Fluorescence Intensity and Analyte Concentration:

As you have learnt so far, there are two major processes includes in fluorescence emissions that are given below.

i) Absorption of radiation to generate excited atoms

ii) De-excitation of excited atoms by emission of radiation

You know that according to Beer's law, while a radiation of intensity P₀ is passed through an analyte of concentration c mol dm^-3 taken in a cell of thickness b cm,  an intensity of transmitted radiation (P) by an analyte is given by Lambert-Beer's law,

viz., P = P₀ e ^-εcb

Amount of light absorbed, P_abs  = P₀  - P = P₀ (1 - e^-εcb )

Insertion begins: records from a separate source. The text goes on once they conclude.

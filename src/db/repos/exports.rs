use async_trait::async_trait;
use chrono::{DateTime, Utc};

use crate::{
    db::error::DbResult,
    models::{ExportRecord, NewAuditEntry, StatusCounts},
};

/// Persistence for export records.
///
/// Every write takes the audit entry describing it. Implementations commit
/// the record change and the entry atomically: either both are stored or
/// neither is.
#[async_trait]
pub trait ExportRepo: Send + Sync {
    /// Insert a new record. Fails with `Conflict` if the id already exists.
    async fn insert(&self, record: &ExportRecord, audit: NewAuditEntry) -> DbResult<()>;

    /// Get a record by ID, including deleted records.
    async fn get(&self, id: &str) -> DbResult<Option<ExportRecord>>;

    /// Overwrite the mutable columns of an existing record.
    ///
    /// Returns `NotFound` if no row has the record's id.
    async fn update(&self, record: &ExportRecord, audit: NewAuditEntry) -> DbResult<()>;

    /// All records that still have a backing file, oldest expiration first.
    async fn list_live(&self) -> DbResult<Vec<ExportRecord>>;

    /// Live records whose expiration is at or before `now`, oldest
    /// expiration first.
    async fn list_expired(
        &self,
        now: DateTime<Utc>,
        limit: Option<i64>,
    ) -> DbResult<Vec<ExportRecord>>;

    /// Number of records per stored status.
    async fn count_by_status(&self) -> DbResult<StatusCounts>;
}
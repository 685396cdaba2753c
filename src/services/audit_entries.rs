use std::sync::Arc;

use crate::{
    db::{DbPool, DbResult},
    models::{AuditEntry, AuditEntryQuery, NewAuditEntry},
    observability::metrics,
};

/// Service layer for the append-only audit trail.
///
/// Record mutations write their entries through the repositories in the same
/// transaction as the change. This service covers standalone entries, the
/// pre-flight check before file deletion, and compliance reads.
#[derive(Clone)]
pub struct AuditSink {
    db: Arc<DbPool>,
}

impl AuditSink {
    pub fn new(db: Arc<DbPool>) -> Self {
        Self { db }
    }

    /// Append a standalone entry.
    pub async fn record(&self, entry: NewAuditEntry) -> DbResult<AuditEntry> {
        let stored = self.db.audit_entries().append(entry).await.inspect_err(|e| {
            metrics::record_audit_failure();
            tracing::error!(error = %e, "Failed to write audit entry");
        })?;
        metrics::record_lifecycle_transition(&stored.action.to_string());
        Ok(stored)
    }

    /// Check that entries can currently be written.
    pub async fn ensure_available(&self) -> DbResult<()> {
        self.db.audit_entries().health_check().await.inspect_err(|e| {
            metrics::record_audit_failure();
            tracing::error!(error = %e, "Audit trail unavailable");
        })
    }

    /// List entries in insertion order
    pub async fn list(&self, query: AuditEntryQuery) -> DbResult<Vec<AuditEntry>> {
        self.db.audit_entries().list(query).await
    }

    /// All entries for one export in insertion order
    pub async fn list_for_export(&self, export_id: &str) -> DbResult<Vec<AuditEntry>> {
        self.db.audit_entries().list_for_export(export_id).await
    }
}

#[cfg(all(test, feature = "database-sqlite"))]
mod tests {
    use super::*;
    use crate::{
        db::tests::harness::{create_sqlite_pool, run_sqlite_migrations, t0},
        models::AuditAction,
    };

    #[tokio::test]
    async fn test_record_and_list() {
        let pool = create_sqlite_pool().await;
        run_sqlite_migrations(&pool).await;
        let sink = AuditSink::new(Arc::new(DbPool::from_sqlite(pool)));

        let first = sink
            .record(NewAuditEntry::policy_changed("format/csv = 14 days", Some(14), t0()))
            .await
            .unwrap();
        let second = sink
            .record(NewAuditEntry::policy_changed("format/csv deactivated", None, t0()))
            .await
            .unwrap();
        assert!(second.seq > first.seq);

        let entries = sink.list(AuditEntryQuery::default()).await.unwrap();
        assert_eq!(entries.len(), 2);
        assert!(entries.iter().all(|e| e.action == AuditAction::PolicyChanged));
        assert_eq!(entries[0].reason.as_deref(), Some("format/csv = 14 days"));
    }

    #[tokio::test]
    async fn test_unavailable_store_is_an_error() {
        let pool = create_sqlite_pool().await;
        run_sqlite_migrations(&pool).await;
        let sink = AuditSink::new(Arc::new(DbPool::from_sqlite(pool.clone())));
        assert!(sink.ensure_available().await.is_ok());

        sqlx::query("DROP TABLE audit_entries")
            .execute(&pool)
            .await
            .unwrap();

        assert!(sink.ensure_available().await.is_err());
        assert!(
            sink.record(NewAuditEntry::policy_changed("x", None, t0()))
                .await
                .is_err()
        );
    }
}
//! Health check endpoints for probes and monitoring.

use axum::{Json, extract::State, response::IntoResponse};
use http::StatusCode;
use serde::Serialize;

use crate::AppState;
#[cfg(feature = "prometheus")]
use crate::observability::metrics::get_prometheus_handle;

/// Detailed health status response.
#[derive(Debug, Serialize)]
pub struct HealthStatus {
    /// Overall status: "healthy" or "unhealthy"
    pub status: String,
    /// Service version
    pub version: String,
    /// Individual subsystem statuses
    pub subsystems: SubsystemStatus,
}

/// Status of individual subsystems.
#[derive(Debug, Serialize)]
pub struct SubsystemStatus {
    /// Database and audit table
    pub database: ComponentStatus,
    /// Export directory free space
    pub storage: ComponentStatus,
}

/// Status of a single component.
#[derive(Debug, Serialize)]
pub struct ComponentStatus {
    pub healthy: bool,
    #[serde(skip_serializing_if = "Option::is_none")]
    pub message: Option<String>,
    #[serde(skip_serializing_if = "Option::is_none")]
    pub latency_ms: Option<u64>,
}

/// Full health check.
///
/// The database (including the audit table) must be reachable for the
/// service to be healthy. Storage pressure is reported but never makes the
/// service unhealthy; a failed probe does.
#[tracing::instrument(name = "health.check", skip(state))]
pub async fn health_check(State(state): State<AppState>) -> impl IntoResponse {
    let start = std::time::Instant::now();
    let db_healthy = state.db.health_check().await.is_ok();
    let database = ComponentStatus {
        healthy: db_healthy,
        message: if db_healthy {
            None
        } else {
            Some("Database connection failed".to_string())
        },
        latency_ms: Some(start.elapsed().as_millis() as u64),
    };

    let sample = state.services.storage.sample().await;
    let storage = ComponentStatus {
        healthy: sample.probe_ok,
        message: Some(if sample.probe_ok {
            format!("pressure {}", sample.pressure)
        } else {
            "Storage probe failed".to_string()
        }),
        latency_ms: None,
    };

    let overall_healthy = database.healthy && storage.healthy;
    let health = HealthStatus {
        status: if overall_healthy { "healthy" } else { "unhealthy" }.to_string(),
        version: env!("CARGO_PKG_VERSION").to_string(),
        subsystems: SubsystemStatus { database, storage },
    };

    let status_code = if overall_healthy {
        StatusCode::OK
    } else {
        StatusCode::SERVICE_UNAVAILABLE
    };

    (status_code, Json(health))
}

/// Liveness probe. Always 200 while the process serves requests.
#[tracing::instrument(name = "health.liveness")]
pub async fn liveness() -> impl IntoResponse {
    StatusCode::OK
}

/// Prometheus metrics endpoint.
///
/// Returns metrics in Prometheus text format.
#[tracing::instrument(name = "health.metrics")]
pub async fn metrics() -> impl IntoResponse {
    #[cfg(feature = "prometheus")]
    {
        return match get_prometheus_handle() {
            Some(handle) => (
                StatusCode::OK,
                [("content-type", "text/plain; version=0.0.4; charset=utf-8")],
                handle.render(),
            ),
            None => (
                StatusCode::SERVICE_UNAVAILABLE,
                [("content-type", "text/plain")],
                "Metrics not initialized".to_string(),
            ),
        };
    }
    #[cfg(not(feature = "prometheus"))]
    (
        StatusCode::NOT_FOUND,
        [("content-type", "text/plain")],
        "Prometheus metrics not enabled".to_string(),
    )
}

The intensit y of fluorescence, Pf, is proportional to the quantity of radiation energy absorbed.

P_f ∝ P_abs   = P_abs  φ

P_f = P₀ (1 - e^-εcb) φ

where, P_f  =  Intensity of fluorescence (total),

P_abs  = quantity of radiant energy absorbed,

φ  = fraction of excited atoms that undergo fluorescence when εcb is small.

P_f  = P₀   2.303εcb ×φ

Therefore, the fluorescence intensity is straight proportional to its concentration. Within quantitative AFS, the instrument is commonly standardised through a calibration curve.